Krzysztof Pendereckis „Teufel von Loudun“ werden wohl nie eine leichte Kost sein. Dennoch konfrontierte die Bayerische Staatsoper das Publikum gleich zu Beginn ihrer heurigen Opernfestspiele damit. Und reüssierte: Die Mehrzahl der Zuschauer stellte sich dieser Herausforderung und feierte die Ausführenden, Regisseur und Bühnenbildner inklusive, lang und frenetisch. Nur wenige verließen zwischendurch die Aufführung. Für sie war dieser Thriller, hinter dem sich ein tragisches menschliches Passionsspiel verbirgt, offensichtlich zu viel.

Man kann es nachvollziehen, denn die im Frankreich des frühen 17. Jahrhunderts spielende Geschichte ist tatsächlich starker Tobak: Jeanne, die durch einen Buckel gezeichnete Priorin eines Ursulinenklosters, ist dem feschen, liberalen Jesuitenpater Grandier verfallen. Um ihn ständig in ihrer Nähe zu haben, bietet sie ihm an, Beichtvater in ihrem Kloster zu werden. Als er absagt, ergeht sie sich in sexuellen Fantasien, zeiht ihn der Verhexung ihrer Mitschwestern, beschwört eine Massenhysterie herauf. Selbst ein heftiger Exorzismus kann nicht Abhilfe schaffen, vielmehr erweisen sich die Anschuldigungen als perfides Lügengebäude.

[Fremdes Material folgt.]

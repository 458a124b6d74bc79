//! Symbolic counter configuration.
//!
//! A settings value names everything the control image holds (algorithm,
//! clock slowdown, pin actions, event input options) in hardware-agnostic
//! terms. [`Counter8Settings::apply`] validates first and then writes the
//! image in one read-modify-write, so a rejected prescale factor leaves the
//! counter untouched.
//!
//! Settings derive serde traits and can be kept in whatever configuration
//! format the firmware or its host tooling uses.

use serde::{Deserialize, Serialize};

use crate::algorithm::{Counter2Algorithm, Counters13Algorithm};
use crate::error::PrescaleError;
use crate::layout::PinAction;
use crate::memory::RegisterAccess;
use crate::peripherals::{Counter16, Counter8};
use crate::prescale::{Counter2Prescale, PrescaleCodec};

/// Drive-source bits meaning "no clock", identical for every counter.
const NO_SOURCE: u8 = 0;

fn source_bits<P: PrescaleCodec>(prescale: Option<u8>) -> Result<u8, PrescaleError> {
    match prescale {
        Some(factor) => P::bits_from_factor(factor),
        None => Ok(NO_SOURCE),
    }
}

fn prescale_from_bits<P: PrescaleCodec>(bits: u8) -> Result<Option<u8>, PrescaleError> {
    match bits {
        NO_SOURCE => Ok(None),
        _ => P::factor_from_bits(bits).map(Some),
    }
}

/// Configuration of counter 1 or counter 3.
#[derive(Debug, Clone, Copy, Default, PartialEq, Eq, Serialize, Deserialize)]
pub struct Counter8Settings {
    pub algorithm: Counters13Algorithm,
    /// Clock divided by 2^factor; `None` halts the counter.
    pub prescale: Option<u8>,
    pub pin_action_a: PinAction,
    pub pin_action_b: PinAction,
}

impl Counter8Settings {
    pub fn apply<P, R>(&self, counter: &Counter8<P>, regs: &mut R) -> Result<(), PrescaleError>
    where
        P: PrescaleCodec,
        R: RegisterAccess,
    {
        let source = source_bits::<P>(self.prescale)?;
        counter.modify_behavior(regs, |b| {
            b.set_algorithm(self.algorithm);
            b.set_drive_source_bits(source);
            b.set_pin_action_a(self.pin_action_a);
            b.set_pin_action_b(self.pin_action_b);
        });
        log::trace!(
            "{:?}: applied {:?} -> {:02X?}",
            counter.addrs().id,
            self,
            counter.behavior(regs).0
        );
        Ok(())
    }

    /// Fails with [`PrescaleError::UnsupportedSource`] when the counter runs
    /// from an external clock.
    pub fn read<P, R>(counter: &Counter8<P>, regs: &R) -> Result<Self, PrescaleError>
    where
        P: PrescaleCodec,
        R: RegisterAccess,
    {
        let b = counter.behavior(regs);
        Ok(Counter8Settings {
            algorithm: b.algorithm(),
            prescale: prescale_from_bits::<P>(b.drive_source_bits())?,
            pin_action_a: b.pin_action_a(),
            pin_action_b: b.pin_action_b(),
        })
    }
}

/// Configuration of counter 2.
#[derive(Debug, Clone, Copy, Default, PartialEq, Eq, Serialize, Deserialize)]
pub struct Counter16Settings {
    pub algorithm: Counter2Algorithm,
    /// Clock divided by 2^factor; `None` halts the counter.
    pub prescale: Option<u8>,
    pub pin_action_a: PinAction,
    pub pin_action_b: PinAction,
    pub event_on_upbeat: bool,
    pub input_debouncer: bool,
}

impl Counter16Settings {
    pub fn apply<R: RegisterAccess>(&self, counter: &Counter16, regs: &mut R) -> Result<(), PrescaleError> {
        let source = source_bits::<Counter2Prescale>(self.prescale)?;
        counter.modify_behavior(regs, |b| {
            b.set_algorithm(self.algorithm);
            b.set_drive_source_bits(source);
            b.set_pin_action_a(self.pin_action_a);
            b.set_pin_action_b(self.pin_action_b);
            b.set_event_on_upbeat(self.event_on_upbeat);
            b.set_input_debouncer(self.input_debouncer);
        });
        log::trace!(
            "{:?}: applied {:?} -> {:02X?}",
            counter.addrs().id,
            self,
            counter.behavior(regs).0
        );
        Ok(())
    }

    pub fn read<R: RegisterAccess>(counter: &Counter16, regs: &R) -> Result<Self, PrescaleError> {
        let b = counter.behavior(regs);
        Ok(Counter16Settings {
            algorithm: b.algorithm(),
            prescale: prescale_from_bits::<Counter2Prescale>(b.drive_source_bits())?,
            pin_action_a: b.pin_action_a(),
            pin_action_b: b.pin_action_b(),
            event_on_upbeat: b.event_on_upbeat(),
            input_debouncer: b.input_debouncer(),
        })
    }
}
//! # atmega-counters
//!
//! Typed register model for the three hardware counters of the ATmega328P.
//!
//! There is no notion of time here. A counter ticks at the main clock
//! divided by a power of two, compares its value against one or two marks,
//! and toggles pins or raises flags when a mark or the end of its range is
//! reached. This crate only shapes the configuration bytes that select that
//! behavior; the ticking itself happens in silicon.
//!
//! ## Architecture
//!
//! - [`registers`] — Fixed data-space addresses of every counter register
//! - [`layout`] — [`BitField`](layout::BitField) descriptors and the shared one-byte images
//! - [`algorithm`] — Algorithm codecs: symbolic mode <-> split hardware bit groups
//! - [`prescale`] — Prescale codecs: power-of-two slowdown <-> drive-source constant
//! - [`peripherals`] — Per-counter accessors and the global start/stop control
//! - [`memory`] — [`RegisterAccess`] seam with volatile and host-side backends
//! - [`settings`] — Whole-counter symbolic configuration
//! - [`snapshot`] — Capture/restore of all counter configuration registers
//!
//! | Counter | Silicon        | Width  | Algorithms | Prescale exponents         |
//! |---------|----------------|--------|------------|----------------------------|
//! | 1       | Timer/Counter0 | 8 bit  | 6          | 0 3 6 8 10 + external pin  |
//! | 2       | Timer/Counter1 | 16 bit | 15         | same as counter 1          |
//! | 3       | Timer/Counter2 | 8 bit  | 6          | 0 3 5 6 7 8 10             |
//!
//! ## Example
//!
//! ```
//! use atmega_counters::{Counter1, Counters13Algorithm, CountersControl, Memory};
//!
//! let mut regs = Memory::new();
//! let counter = Counter1::counter1();
//! counter.set_algorithm(&mut regs, Counters13Algorithm::FastPwm_ToMarkA);
//! assert_eq!(counter.algorithm(&regs), Counters13Algorithm::FastPwm_ToMarkA);
//!
//! CountersControl::new().stop(&mut regs);
//! ```

pub mod algorithm;
pub mod error;
pub mod layout;
pub mod memory;
pub mod peripherals;
pub mod prescale;
pub mod registers;
pub mod settings;
pub mod snapshot;

pub use algorithm::{AlgorithmBits, Counter2Algorithm, Counters13Algorithm};
pub use error::PrescaleError;
pub use layout::PinAction;
pub use memory::{Memory, Mmio, RegisterAccess};
pub use peripherals::{Counter1, Counter16, Counter3, CountersControl};
pub use prescale::{Counter1Prescale, Counter2Prescale, Counter3Prescale, PrescaleCodec};
pub use settings::{Counter16Settings, Counter8Settings};
pub use snapshot::CountersSnapshot;

use serde::{Deserialize, Serialize};

// ATmega328P data space
/// Number of general-purpose registers (R0–R31)
pub const REG_COUNT: usize = 32;
/// I/O + extended I/O register space size (0x20..0xFF)
pub const IO_SIZE: usize = 224;
/// SRAM size: 2 KB
pub const SRAM_SIZE: usize = 2 * 1024;
/// Total data space: registers + I/O + SRAM
pub const DATA_SIZE: usize = REG_COUNT + IO_SIZE + SRAM_SIZE;

/// Which of the three counters.
#[derive(Debug, Clone, Copy, PartialEq, Eq, Hash, Serialize, Deserialize)]
pub enum CounterId {
    /// 8-bit, can count pulses on an input pin
    Counter1,
    /// 16-bit, with event capture input
    Counter2,
    /// 8-bit, can run from an external 32 kHz oscillator
    Counter3,
}

#[cfg(test)]
mod tests {
    use super::*;

    #[test]
    fn test_data_space_covers_registers() {
        for r in registers::ALL.iter() {
            assert!((r.addr as usize + r.width as usize) <= REG_COUNT + IO_SIZE, "{}", r.name);
            assert!(r.addr as usize >= REG_COUNT, "{}", r.name);
        }
        assert_eq!(DATA_SIZE, 0x900);
    }

    #[test]
    fn test_counter_ids() {
        assert_eq!(registers::COUNTER1.id, CounterId::Counter1);
        assert_eq!(registers::COUNTER2.id, CounterId::Counter2);
        assert_eq!(registers::COUNTER3.id, CounterId::Counter3);
    }
}
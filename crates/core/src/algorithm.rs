//! Algorithm codecs.
//!
//! The hardware splits the algorithm number over two bit groups that live in
//! different control bytes: the low two bits in byte 1, the high bit(s) in
//! byte 2, with pin actions and the drive source in between.
//!
//! Both codecs are total: every bit pattern the fields can hold has a variant,
//! including the ones the silicon reserves.

use serde::{Deserialize, Serialize};

/// The two bit groups an algorithm number is split into.
#[derive(Debug, Clone, Copy, Default, PartialEq, Eq, Hash)]
pub struct AlgorithmBits {
    /// Bits 0..=1 of the algorithm number.
    pub low: u8,
    /// Bit 2 (counters 1 and 3) or bits 2..=3 (counter 2).
    pub high: u8,
}

/// Operating algorithm of counters 1 and 3 (3-bit).
#[derive(Debug, Clone, Copy, Default, PartialEq, Eq, Hash, Serialize, Deserialize)]
#[repr(u8)]
#[allow(non_camel_case_types)]
pub enum Counters13Algorithm {
    #[default]
    Count_To2Pow8 = 0,
    Pwm_To2Pow8 = 1,
    Count_ToMarkA = 2,
    FastPwm_To2Pow8 = 3,
    Reserved4 = 4,
    Pwm_ToMarkA = 5,
    Reserved6 = 6,
    FastPwm_ToMarkA = 7,
}

impl Counters13Algorithm {
    pub const ALL: [Counters13Algorithm; 8] = [
        Counters13Algorithm::Count_To2Pow8,
        Counters13Algorithm::Pwm_To2Pow8,
        Counters13Algorithm::Count_ToMarkA,
        Counters13Algorithm::FastPwm_To2Pow8,
        Counters13Algorithm::Reserved4,
        Counters13Algorithm::Pwm_ToMarkA,
        Counters13Algorithm::Reserved6,
        Counters13Algorithm::FastPwm_ToMarkA,
    ];

    /// Decode an algorithm number; bits above bit 2 are ignored.
    pub const fn from_number(n: u8) -> Self {
        Self::ALL[(n & 0b111) as usize]
    }

    pub const fn number(self) -> u8 {
        self as u8
    }

    pub const fn encode(self) -> AlgorithmBits {
        let n = self as u8;
        AlgorithmBits { low: n & 0b11, high: (n >> 2) & 0b1 }
    }

    pub const fn decode(bits: AlgorithmBits) -> Self {
        Self::from_number(((bits.high & 0b1) << 2) | (bits.low & 0b11))
    }

    pub const fn is_reserved(self) -> bool {
        matches!(self, Counters13Algorithm::Reserved4 | Counters13Algorithm::Reserved6)
    }
}

/// Operating algorithm of counter 2 (4-bit).
///
/// `EventMark` variants count up to the value captured in the event mark
/// register; `SymPwm` counts up and back down.
#[derive(Debug, Clone, Copy, Default, PartialEq, Eq, Hash, Serialize, Deserialize)]
#[repr(u8)]
#[allow(non_camel_case_types)]
pub enum Counter2Algorithm {
    #[default]
    Count_To2Pow16 = 0,
    Pwm_To2Pow8 = 1,
    Pwm_To2Pow9 = 2,
    Pwm_To2Pow10 = 3,
    Count_ToMarkA = 4,
    FastPwm_To2Pow8 = 5,
    FastPwm_To2Pow9 = 6,
    FastPwm_To2Pow10 = 7,
    SymPwm_ToEventMark = 8,
    SymPwm_ToMarkA = 9,
    Pwm_ToEventMark = 10,
    Pwm_ToMarkA = 11,
    Count_ToEventMark = 12,
    Reserved13 = 13,
    FastPwm_ToEventMark = 14,
    FastPwm_ToMarkA = 15,
}

impl Counter2Algorithm {
    pub const ALL: [Counter2Algorithm; 16] = [
        Counter2Algorithm::Count_To2Pow16,
        Counter2Algorithm::Pwm_To2Pow8,
        Counter2Algorithm::Pwm_To2Pow9,
        Counter2Algorithm::Pwm_To2Pow10,
        Counter2Algorithm::Count_ToMarkA,
        Counter2Algorithm::FastPwm_To2Pow8,
        Counter2Algorithm::FastPwm_To2Pow9,
        Counter2Algorithm::FastPwm_To2Pow10,
        Counter2Algorithm::SymPwm_ToEventMark,
        Counter2Algorithm::SymPwm_ToMarkA,
        Counter2Algorithm::Pwm_ToEventMark,
        Counter2Algorithm::Pwm_ToMarkA,
        Counter2Algorithm::Count_ToEventMark,
        Counter2Algorithm::Reserved13,
        Counter2Algorithm::FastPwm_ToEventMark,
        Counter2Algorithm::FastPwm_ToMarkA,
    ];

    /// Decode an algorithm number; bits above bit 3 are ignored.
    pub const fn from_number(n: u8) -> Self {
        Self::ALL[(n & 0b1111) as usize]
    }

    pub const fn number(self) -> u8 {
        self as u8
    }

    pub const fn encode(self) -> AlgorithmBits {
        let n = self as u8;
        AlgorithmBits { low: n & 0b11, high: (n >> 2) & 0b11 }
    }

    pub const fn decode(bits: AlgorithmBits) -> Self {
        Self::from_number(((bits.high & 0b11) << 2) | (bits.low & 0b11))
    }

    pub const fn is_reserved(self) -> bool {
        matches!(self, Counter2Algorithm::Reserved13)
    }
}
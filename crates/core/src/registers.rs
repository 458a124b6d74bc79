//! Register address map.
//!
//! Fixed data-space addresses of every register the counters use, as
//! documented for the ATmega328P. Multi-byte registers are little-endian.
//!
//! | Counter | Status | Interrupts | Control     | Current | Marks          | Extra            |
//! |---------|--------|------------|-------------|---------|----------------|------------------|
//! | 1       | 0x35   | 0x6E       | 0x44 (2)    | 0x46    | A 0x47, B 0x48 |                  |
//! | 2       | 0x36   | 0x6F       | 0x80 (3)    | 0x84 (2)| A 0x88, B 0x8A | event mark 0x86  |
//! | 3       | 0x37   | 0x70       | 0xB0 (2)    | 0xB2    | A 0xB3, B 0xB4 | async state 0xB6 |
//!
//! The global start/stop register at 0x43 is shared by all three counters.

use crate::CounterId;

#[derive(Debug, Clone, Copy, PartialEq, Eq)]
pub struct Register {
    /// Datasheet name of the (first byte of the) register.
    pub name: &'static str,
    pub addr: u16,
    /// Width in bytes.
    pub width: u8,
    /// Updated by the hardware on its own; never cache, never restore.
    pub volatile: bool,
}

impl Register {
    const fn config(name: &'static str, addr: u16, width: u8) -> Self {
        Register { name, addr, width, volatile: false }
    }

    const fn live(name: &'static str, addr: u16, width: u8) -> Self {
        Register { name, addr, width, volatile: true }
    }

    pub const fn contains(&self, addr: u16) -> bool {
        addr >= self.addr && addr < self.addr + self.width as u16
    }
}

/// Registers of an 8-bit counter (counters 1 and 3).
#[derive(Debug, Clone, Copy, PartialEq, Eq)]
pub struct Counter8Addrs {
    pub id: CounterId,
    pub status: Register,
    pub interrupts: Register,
    pub control: Register,
    pub current: Register,
    pub mark_a: Register,
    pub mark_b: Register,
    /// Only counter 3 can run from the asynchronous clock domain.
    pub async_state: Option<Register>,
}

/// Registers of the 16-bit counter (counter 2).
#[derive(Debug, Clone, Copy, PartialEq, Eq)]
pub struct Counter16Addrs {
    pub id: CounterId,
    pub status: Register,
    pub interrupts: Register,
    pub control: Register,
    pub current: Register,
    /// Value captured from the event input pin.
    pub event_mark: Register,
    pub mark_a: Register,
    pub mark_b: Register,
}

pub const COUNTER1: Counter8Addrs = Counter8Addrs {
    id: CounterId::Counter1,
    status: Register::live("TIFR0", 0x35, 1),
    interrupts: Register::config("TIMSK0", 0x6E, 1),
    control: Register::config("TCCR0A", 0x44, 2),
    current: Register::live("TCNT0", 0x46, 1),
    mark_a: Register::config("OCR0A", 0x47, 1),
    mark_b: Register::config("OCR0B", 0x48, 1),
    async_state: None,
};

pub const COUNTER2: Counter16Addrs = Counter16Addrs {
    id: CounterId::Counter2,
    status: Register::live("TIFR1", 0x36, 1),
    interrupts: Register::config("TIMSK1", 0x6F, 1),
    control: Register::config("TCCR1A", 0x80, 3),
    current: Register::live("TCNT1", 0x84, 2),
    event_mark: Register::live("ICR1", 0x86, 2),
    mark_a: Register::config("OCR1A", 0x88, 2),
    mark_b: Register::config("OCR1B", 0x8A, 2),
};

/// Busy flags are hardware-owned; the clock-select bits are configuration.
const ASYNC_STATE: Register = Register::live("ASSR", 0xB6, 1);

pub const COUNTER3: Counter8Addrs = Counter8Addrs {
    id: CounterId::Counter3,
    status: Register::live("TIFR2", 0x37, 1),
    interrupts: Register::config("TIMSK2", 0x70, 1),
    control: Register::config("TCCR2A", 0xB0, 2),
    current: Register::live("TCNT2", 0xB2, 1),
    mark_a: Register::config("OCR2A", 0xB3, 1),
    mark_b: Register::config("OCR2B", 0xB4, 1),
    async_state: Some(ASYNC_STATE),
};

/// Prescaler reset and stop-all bits, shared by every counter.
pub const GLOBAL_CONTROL: Register = Register::config("GTCCR", 0x43, 1);

/// Every register in the map.
pub static ALL: [Register; 21] = [
    GLOBAL_CONTROL,
    COUNTER1.status,
    COUNTER1.interrupts,
    COUNTER1.control,
    COUNTER1.current,
    COUNTER1.mark_a,
    COUNTER1.mark_b,
    COUNTER2.status,
    COUNTER2.interrupts,
    COUNTER2.control,
    COUNTER2.current,
    COUNTER2.event_mark,
    COUNTER2.mark_a,
    COUNTER2.mark_b,
    COUNTER3.status,
    COUNTER3.interrupts,
    COUNTER3.control,
    COUNTER3.current,
    COUNTER3.mark_a,
    COUNTER3.mark_b,
    ASYNC_STATE,
];

/// Resolve a data-space address to the register covering it (if known).
pub fn register_at(addr: u16) -> Option<&'static Register> {
    ALL.iter().find(|r| r.contains(addr))
}
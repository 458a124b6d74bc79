//! Register access.
//!
//! The counters are configured through the AVR unified data space:
//!
//! | Address Range | Content                      |
//! |---------------|------------------------------|
//! | 0x0000–0x001F | General registers R0–R31     |
//! | 0x0020–0x00FF | I/O + extended I/O registers |
//! | 0x0100–0x08FF | SRAM (2048 bytes)            |
//!
//! [`RegisterAccess`] is the only seam between the register model and the
//! bus. [`Mmio`] talks to the real silicon, [`Memory`] is a plain byte array
//! for host-side use.
//!
//! ## Ordering
//!
//! Sub-field writes are read-modify-write sequences of single byte accesses.
//! They are not atomic: if an interrupt handler touches the same register
//! between the read and the write, one of the updates is lost. Callers that
//! configure counters from both contexts must mask interrupts around the
//! write.

use crate::DATA_SIZE;

/// Byte-level access to the data space.
pub trait RegisterAccess {
    fn read_u8(&self, addr: u16) -> u8;

    fn write_u8(&mut self, addr: u16, value: u8);

    /// Read a 16-bit register, low byte first.
    ///
    /// Reading the low byte latches the high byte into the shared temporary
    /// register, so the pair is consistent even while the counter ticks.
    fn read_u16(&self, addr: u16) -> u16 {
        let [lo, hi] = self.read_bytes::<2>(addr);
        lo as u16 | ((hi as u16) << 8)
    }

    /// Write a 16-bit register, high byte first.
    ///
    /// The high byte is parked in the temporary register and committed
    /// together with the low byte.
    fn write_u16(&mut self, addr: u16, value: u16) {
        if let Some(hi) = addr.checked_add(1) {
            self.write_u8(hi, (value >> 8) as u8);
        }
        self.write_u8(addr, value as u8);
    }

    fn read_bytes<const N: usize>(&self, addr: u16) -> [u8; N] {
        let mut out = [0u8; N];
        for (i, b) in out.iter_mut().enumerate() {
            *b = offset(addr, i).map_or(0, |a| self.read_u8(a));
        }
        out
    }

    fn write_bytes(&mut self, addr: u16, bytes: &[u8]) {
        for (i, b) in bytes.iter().enumerate() {
            if let Some(a) = offset(addr, i) {
                self.write_u8(a, *b);
            }
        }
    }
}

/// Address of byte `i` of a register at `addr`; `None` past the end of the
/// data space. Bytes there read as 0 and writes to them are dropped.
fn offset(addr: u16, i: usize) -> Option<u16> {
    u16::try_from(i).ok().and_then(|i| addr.checked_add(i))
}

/// Volatile access to the memory-mapped registers of the running chip.
pub struct Mmio {
    _private: (),
}

impl Mmio {
    /// # Safety
    ///
    /// Only sound on the target itself, where data-space addresses map to
    /// the peripheral registers. The caller must not create aliasing
    /// handles that write the same registers concurrently.
    pub const unsafe fn new() -> Self {
        Mmio { _private: () }
    }
}

impl RegisterAccess for Mmio {
    #[inline(always)]
    fn read_u8(&self, addr: u16) -> u8 {
        // SAFETY: `Mmio::new` contract; every register is read volatile so
        // hardware-updated values (status, current) are never cached.
        unsafe { core::ptr::read_volatile(addr as usize as *const u8) }
    }

    #[inline(always)]
    fn write_u8(&mut self, addr: u16, value: u8) {
        // SAFETY: see `read_u8`.
        unsafe { core::ptr::write_volatile(addr as usize as *mut u8, value) }
    }
}

/// Host-side data space. Out-of-range reads return 0, writes are dropped.
pub struct Memory {
    pub data: Vec<u8>,
}

impl Memory {
    pub fn new() -> Self {
        Memory {
            data: vec![0u8; DATA_SIZE],
        }
    }

    #[inline(always)]
    pub fn read_raw(&self, addr: u16) -> u8 {
        let a = addr as usize;
        if a < self.data.len() { self.data[a] } else { 0 }
    }

    #[inline(always)]
    pub fn write_raw(&mut self, addr: u16, v: u8) {
        let a = addr as usize;
        if a < self.data.len() { self.data[a] = v; }
    }
}

impl Default for Memory {
    fn default() -> Self {
        Self::new()
    }
}

impl RegisterAccess for Memory {
    fn read_u8(&self, addr: u16) -> u8 {
        self.read_raw(addr)
    }

    fn write_u8(&mut self, addr: u16, value: u8) {
        self.write_raw(addr, value)
    }
}

#[cfg(test)]
mod tests {
    use super::*;

    /// Records the order of byte writes.
    struct Trace {
        mem: Memory,
        writes: Vec<u16>,
    }

    impl RegisterAccess for Trace {
        fn read_u8(&self, addr: u16) -> u8 {
            self.mem.read_u8(addr)
        }

        fn write_u8(&mut self, addr: u16, value: u8) {
            self.writes.push(addr);
            self.mem.write_u8(addr, value);
        }
    }

    #[test]
    fn test_u16_little_endian() {
        let mut mem = Memory::new();
        mem.write_u16(0x86, 0x1234);
        assert_eq!(mem.data[0x86], 0x34);
        assert_eq!(mem.data[0x87], 0x12);
        assert_eq!(mem.read_u16(0x86), 0x1234);
    }

    #[test]
    fn test_u16_writes_high_byte_first() {
        let mut t = Trace { mem: Memory::new(), writes: Vec::new() };
        t.write_u16(0x88, 0xBEEF);
        assert_eq!(t.writes, vec![0x89, 0x88]);
    }

    #[test]
    fn test_out_of_range() {
        let mut mem = Memory::new();
        mem.write_u8(0xFFFF, 0xAA);
        assert_eq!(mem.read_u8(0xFFFF), 0);
    }

    #[test]
    fn test_wide_access_at_end_of_address_space() {
        let mut mem = Memory::new();
        mem.write_u16(0xFFFF, 0x1234);
        assert_eq!(mem.read_u16(0xFFFF), 0);
        mem.write_bytes(0xFFFE, &[1, 2, 3]);
        assert_eq!(mem.read_bytes::<3>(0xFFFE), [0, 0, 0]);
        assert!(mem.data.iter().all(|&b| b == 0));
    }

    #[test]
    fn test_bytes() {
        let mut mem = Memory::new();
        mem.write_bytes(0x80, &[1, 2, 3]);
        assert_eq!(mem.read_bytes::<3>(0x80), [1, 2, 3]);
    }
}
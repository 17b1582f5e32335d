//! Engine configuration
//!
//! All tunables are external configuration, read from `NETVIEW_*`
//! environment variables with clamped parsing and compiled-in defaults.

use std::path::PathBuf;
use std::time::Duration;

const DEFAULT_PROBE_TARGET: &str = "8.8.8.8:80";
const DEFAULT_VENDOR_ENDPOINT: &str = "https://api.macvendors.com";
const DEFAULT_LATENCY_TARGET: &str = "8.8.8.8";
const DEFAULT_ARP_TIMEOUT_MS: u64 = 2000;
const DEFAULT_HOSTNAME_TTL_SECS: u64 = 3600;
const DEFAULT_VENDOR_TTL_SECS: u64 = 86_400;
const DEFAULT_LOOKUP_WORKERS: u64 = 10;
const DEFAULT_LOOKUP_TIMEOUT_MS: u64 = 2000;
const DEFAULT_SCAN_INTERVAL_SECS: u64 = 30;

/// Runtime engine settings (env-driven)
#[derive(Debug, Clone)]
pub struct EngineConfig {
    /// Database file override; the platform data dir is used when unset.
    pub db_path: Option<PathBuf>,
    /// Address the subnet resolver routes toward (no packet is sent).
    pub probe_target: String,
    /// Hard deadline for collecting ARP replies, one window per cycle.
    pub arp_timeout: Duration,
    /// Reverse-DNS result age before a refresh is due.
    pub hostname_ttl: Duration,
    /// Vendor-lookup result age before a refresh is due.
    pub vendor_ttl: Duration,
    /// Width of the enrichment worker pool (caps outbound DNS/HTTP).
    pub lookup_workers: usize,
    /// Per-lookup timeout for DNS and vendor HTTP calls.
    pub lookup_timeout: Duration,
    /// Interval between periodic reconciliation cycles.
    pub scan_interval: Duration,
    /// MAC-to-vendor lookup service base URL.
    pub vendor_endpoint: String,
    /// Host pinged by the health scorer's latency probe.
    pub latency_target: String,
}

impl Default for EngineConfig {
    fn default() -> Self {
        Self::from_env()
    }
}

impl EngineConfig {
    pub fn from_env() -> Self {
        Self {
            db_path: env_var("NETVIEW_DB_PATH").map(PathBuf::from),
            probe_target: env_var("NETVIEW_PROBE_TARGET")
                .unwrap_or_else(|| DEFAULT_PROBE_TARGET.to_string()),
            arp_timeout: Duration::from_millis(env_parse_u64(
                "NETVIEW_ARP_TIMEOUT_MS",
                DEFAULT_ARP_TIMEOUT_MS,
                200,
                30_000,
            )),
            hostname_ttl: Duration::from_secs(env_parse_u64(
                "NETVIEW_HOSTNAME_TTL_SECS",
                DEFAULT_HOSTNAME_TTL_SECS,
                60,
                604_800,
            )),
            vendor_ttl: Duration::from_secs(env_parse_u64(
                "NETVIEW_VENDOR_TTL_SECS",
                DEFAULT_VENDOR_TTL_SECS,
                60,
                2_592_000,
            )),
            lookup_workers: env_parse_u64("NETVIEW_LOOKUP_WORKERS", DEFAULT_LOOKUP_WORKERS, 1, 64)
                as usize,
            lookup_timeout: Duration::from_millis(env_parse_u64(
                "NETVIEW_LOOKUP_TIMEOUT_MS",
                DEFAULT_LOOKUP_TIMEOUT_MS,
                200,
                30_000,
            )),
            scan_interval: Duration::from_secs(env_parse_u64(
                "NETVIEW_SCAN_INTERVAL_SECS",
                DEFAULT_SCAN_INTERVAL_SECS,
                5,
                3600,
            )),
            vendor_endpoint: env_var("NETVIEW_VENDOR_ENDPOINT")
                .unwrap_or_else(|| DEFAULT_VENDOR_ENDPOINT.to_string()),
            latency_target: env_var("NETVIEW_LATENCY_TARGET")
                .unwrap_or_else(|| DEFAULT_LATENCY_TARGET.to_string()),
        }
    }
}

fn env_var(name: &str) -> Option<String> {
    std::env::var(name)
        .ok()
        .map(|v| v.trim().to_string())
        .filter(|v| !v.is_empty())
}

fn env_parse_u64(name: &str, default: u64, min: u64, max: u64) -> u64 {
    match env_var(name).and_then(|v| v.parse::<u64>().ok()) {
        Some(value) => value.clamp(min, max),
        None => default,
    }
}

Vorerst scheint Grandier der über ihn fies ausgeworfenen Schlinge entkommen. Aber nicht nur der mit ihrer Sexualität nicht zu Rande kommenden, wegen ihres Aussehens an Minderwertigkeitskomplexen leidenden Priorin ist dieser priesterliche Freigeist ein Dorn im Auge, auch den kleinkarierten Bürgern seiner Stadt. Sie missgönnen ihm seine Erfolge beim weiblichen Geschlecht. Allein damit kann man ihn nicht zu Fall bringen. Da kommt zupass, dass sich Grandier auf die Seite der Gegner der Schleifung der Stadtmauern von Loudun stellt. Sie hatte der einflussreiche Kardinal Richelieu befohlen, um der möglichen Gefahr einer Hugenotten-Enklave zu begegnen.